1966 April-May : second revelation of the Organic Light, with acoustic effects

Described on this site: Honeycomb Light of the Christos. This experience occurred in Madras, India. It put me out of my mind with manic excitement for several days. Little did I know what was coming around the bend.

Mount Road Bus Stop

Shortly after being immersed in the Honeycomb Light, I was standing at midday at a bus stop on Mount Road, the main thoroughfare in Madras. I went there with no conscious intention of taking a bus to any particular destination. I just had the odd compulsion to take a bus....

After I had been standing there for some minutes, a Hindu girl in a taupe-and-saffron-colored sari sidled up to me—extremely odd, audacious behavior. She was a sweet sixteen, about five-four with an olive complexion, the typical thick braid down her back, and a red spot between her eyes. I was totally dumbfounded to have this virginal creature press herself against me in broad daylight, tucking into my left side as if she wanted shelter. It was a bizarre way to behave in a country where the act of kissing cannot be shown in movies. Embarrassed but unable to push her away, I just couldn't work out what was happening.

When she pressed closer I began to feel horribly oppressed, as if I were about to drop under enormous pressure. A wave of pain surged over me, simultaneously with the fleeting impression that some jagged object was ripping into my chest. The rush of a cold electrical infusion penetrating my body and siezed my total attention.
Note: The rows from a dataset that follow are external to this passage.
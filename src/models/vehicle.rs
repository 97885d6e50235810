//! Modelo de Vehicle
//!
//! Este módulo contiene el struct Vehicle y sus variantes para CRUD operations.
//! La marca, el modelo y la finition se reciben por nombre y se resuelven
//! contra el catálogo en el repositorio.

use chrono::{DateTime, Utc};
use serde::{Deserialize, Serialize};
use sqlx::FromRow;
use std::collections::BTreeMap;
use validator::{Validate, ValidationError, ValidationErrors, ValidationErrorsKind};

use crate::utils::validation::{
    validate_image_path, validate_not_blank, validate_vehicle_year, validate_vin,
};

/// Vehicle con los nombres del catálogo ya resueltos (JOIN sobre la tabla vehicles)
#[derive(Debug, Clone, Serialize, Deserialize, FromRow)]
pub struct VehicleRow {
    pub id: i32,
    pub created_at: DateTime<Utc>,
    pub vin: Option<String>,
    pub year: i32,
    pub brand_id: i32,
    pub brand_name: String,
    pub model_id: i32,
    pub model_name: String,
    pub trim_level_id: Option<i32>,
    pub trim_level_name: Option<String>,
    pub description: Option<String>,
    pub image_path: Option<String>,
}

/// Request para crear o reemplazar un vehículo
#[derive(Debug, Clone, Deserialize, Validate)]
pub struct VehicleRequest {
    #[validate(custom = "validate_vin")]
    pub vin: Option<String>,

    #[validate(custom = "validate_vehicle_year")]
    pub year: i32,

    #[validate(
        length(min = 1, max = 50, message = "Brand name must be between 1 and 50 characters"),
        custom = "validate_not_blank"
    )]
    pub brand: String,

    #[validate(
        length(min = 1, max = 50, message = "Model name must be between 1 and 50 characters"),
        custom = "validate_not_blank"
    )]
    pub model: String,

    #[validate(length(max = 50, message = "Trim level name cannot exceed 50 characters"))]
    pub trim_level: Option<String>,

    #[validate(length(max = 150, message = "Description cannot exceed 150 characters"))]
    pub description: Option<String>,

    #[validate(custom = "validate_image_path")]
    pub image_path: Option<String>,
}

impl VehicleRequest {
    pub fn brand_name(&self) -> &str {
        self.brand.trim()
    }

    pub fn model_name(&self) -> &str {
        self.model.trim()
    }

    /// Nombre de la finition; un valor vacío equivale a no tener finition
    pub fn trim_level_name(&self) -> Option<&str> {
        self.trim_level
            .as_deref()
            .map(str::trim)
            .filter(|name| !name.is_empty())
    }
}

/// Lote de vehículos para la creación masiva (array JSON)
#[derive(Debug, Clone, Deserialize)]
#[serde(transparent)]
pub struct VehicleBatch(pub Vec<VehicleRequest>);

impl Validate for VehicleBatch {
    /// Lote no vacío; los errores de cada elemento se indexan por posición
    fn validate(&self) -> Result<(), ValidationErrors> {
        let mut errors = ValidationErrors::new();

        if self.0.is_empty() {
            let mut error = ValidationError::new("empty");
            error.message = Some("At least one vehicle is required".into());
            errors.add("vehicles", error);
            return Err(errors);
        }

        let failures: BTreeMap<usize, Box<ValidationErrors>> = self
            .0
            .iter()
            .enumerate()
            .filter_map(|(index, request)| {
                request.validate().err().map(|e| (index, Box::new(e)))
            })
            .collect();

        if failures.is_empty() {
            return Ok(());
        }

        errors
            .errors_mut()
            .insert("vehicles", ValidationErrorsKind::List(failures));
        Err(errors)
    }
}
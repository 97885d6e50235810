use sqlx::PgPool;

use crate::models::trim_level::{TrimLevel, TrimLevelWithModel};
use crate::utils::errors::AppError;

const SELECT_WITH_MODEL: &str = r#"
    SELECT t.id, t.model_id, m.name AS model_name, m.brand_id, b.name AS brand_name,
           t.name, t.created_at
    FROM trim_levels t
    JOIN models m ON m.id = t.model_id
    JOIN brands b ON b.id = m.brand_id
"#;

pub struct TrimLevelRepository {
    pool: PgPool,
}

impl TrimLevelRepository {
    pub fn new(pool: PgPool) -> Self {
        Self { pool }
    }

    pub async fn list(&self) -> Result<Vec<TrimLevelWithModel>, AppError> {
        let trim_levels = sqlx::query_as::<_, TrimLevelWithModel>(&format!(
            "{} ORDER BY b.name, m.name, t.name, t.id",
            SELECT_WITH_MODEL
        ))
        .fetch_all(&self.pool)
        .await?;

        Ok(trim_levels)
    }

    pub async fn find_by_id(&self, id: i32) -> Result<Option<TrimLevelWithModel>, AppError> {
        let trim_level = sqlx::query_as::<_, TrimLevelWithModel>(&format!(
            "{} WHERE t.id = $1",
            SELECT_WITH_MODEL
        ))
        .bind(id)
        .fetch_optional(&self.pool)
        .await?;

        Ok(trim_level)
    }

    pub async fn find_by_model(&self, model_id: i32) -> Result<Vec<TrimLevel>, AppError> {
        let trim_levels = sqlx::query_as::<_, TrimLevel>(
            "SELECT * FROM trim_levels WHERE model_id = $1 ORDER BY name, id",
        )
        .bind(model_id)
        .fetch_all(&self.pool)
        .await?;

        Ok(trim_levels)
    }

    pub async fn create(&self, model_id: i32, name: &str) -> Result<TrimLevel, AppError> {
        let trim_level = sqlx::query_as::<_, TrimLevel>(
            "INSERT INTO trim_levels (model_id, name) VALUES ($1, $2) RETURNING *",
        )
        .bind(model_id)
        .bind(name)
        .fetch_one(&self.pool)
        .await?;

        Ok(trim_level)
    }

    pub async fn update(
        &self,
        id: i32,
        model_id: i32,
        name: &str,
    ) -> Result<Option<TrimLevel>, AppError> {
        let trim_level = sqlx::query_as::<_, TrimLevel>(
            "UPDATE trim_levels SET model_id = $2, name = $3 WHERE id = $1 RETURNING *",
        )
        .bind(id)
        .bind(model_id)
        .bind(name)
        .fetch_optional(&self.pool)
        .await?;

        Ok(trim_level)
    }

    pub async fn delete(&self, id: i32) -> Result<bool, AppError> {
        let result = sqlx::query("DELETE FROM trim_levels WHERE id = $1")
            .bind(id)
            .execute(&self.pool)
            .await?;

        Ok(result.rows_affected() > 0)
    }
}
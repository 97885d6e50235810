//! Shared application state
//!
//! Este módulo define el estado compartido de la aplicación que se pasa
//! a través del router de Axum.

use sqlx::PgPool;

use crate::config::environment::EnvironmentConfig;
use crate::services::jwt_service::JwtService;
use crate::services::pricing_service::PricingService;

#[derive(Clone)]
pub struct AppState {
    pub pool: PgPool,
    pub config: EnvironmentConfig,
    pub jwt: JwtService,
    pub pricing: PricingService,
}

impl AppState {
    pub fn new(pool: PgPool, config: EnvironmentConfig) -> Self {
        let jwt = JwtService::from_environment(&config);
        let pricing = PricingService::new(config.sale_margin);

        Self {
            pool,
            config,
            jwt,
            pricing,
        }
    }
}
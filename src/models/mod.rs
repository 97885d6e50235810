//! Modelos del sistema
//!
//! Este módulo contiene todos los modelos de datos que mapean exactamente
//! al schema PostgreSQL, junto con los requests validados de cada entidad.

pub mod auth;
pub mod brand;
pub mod purchase;
pub mod repair;
pub mod sale;
pub mod trim_level;
pub mod user;
pub mod vehicle;
pub mod vehicle_model;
I never imagined it was possible to feel anything so massively and exquisitely painful. An unspeakable anguish consumed me, focussing itself in my heart. I assumed that I must be expiring of a cardiac event—nice work at nineteen. The girl pressed into my side with her shoulder, looking up in what I sensed to be an imploring manner, as if posing for a kiss. I found it almost impossible to look down at her, to lower my gaze to her eyes. When I finally did, I saw not eyes but two lakes of flame that emitted smoldering plumes of smoke. I was reminded of the murky blaze of burning ghee (clarified butter) rising from funeral pyres in Kalighat, Calcutta, where they cremate bodies in the open. Her eyes were two round altars of burning ghee.

When I registered this sight I knew I was as good as dead. Still, I was standing there by the road, traffic passing, people milling around... My rational mind could not wrap itself around the total event, the flagrant demonstration of something supernatural unfolding in broad daylight in the ordinary world. All the while, the searing effusion bored through my body like an immense silent scream. That very sensation compelled me to look not only at the girl's eyes, but at where she was looking, at what she was doing.

Standing stock-still and rigid, I shifted my eyes over my left breast. Looking down past the crown of her head, I saw the severe part in her hair, almost like a scar. I noticed that she herself was looking down a little to concentrate on what she was doing: her right hand bearing down steadily plunged a crystal dagger into the left ventricle of my heart at an acute angle. I caught the glint of the midday sun on the butt of the dagger as she placed her thumb on it and pressed, as if working a syringe, injecting into my heart the elixir she alone commands. The injection flushed like acid through every cell of my body. I felt a brutal electric luminosity flare beyond pain into a sensation that voided all sensation, my body dissolving into white light, white light into space, space into pure emptiness that swallowed the sky above me, the earth beneath my feat... And then there was nothing at all.

I must have swooned but somehow I did not fall. The next moment I looked, the girl was gone. I was still alive, loitering at a bus stop on Mount Road.

Thus the second encounter with DMD my dakini guardian, following the lucid dream of 1949. You could say that the Devi manifested holographically but in full corporeal stature: I was unable to discern that the presence of the girl differed in any way from other normal people around me in the street, and no one took special note of her presence. Initiation with a crystal dagger is standard procedure for Kalikas. To make you her own, Kali stabs you right in the heart. According to my inceptive understanding of this mystical adventure, the same experience will apply for all those who enter her infernal retinue. Only the angle of the blade varies.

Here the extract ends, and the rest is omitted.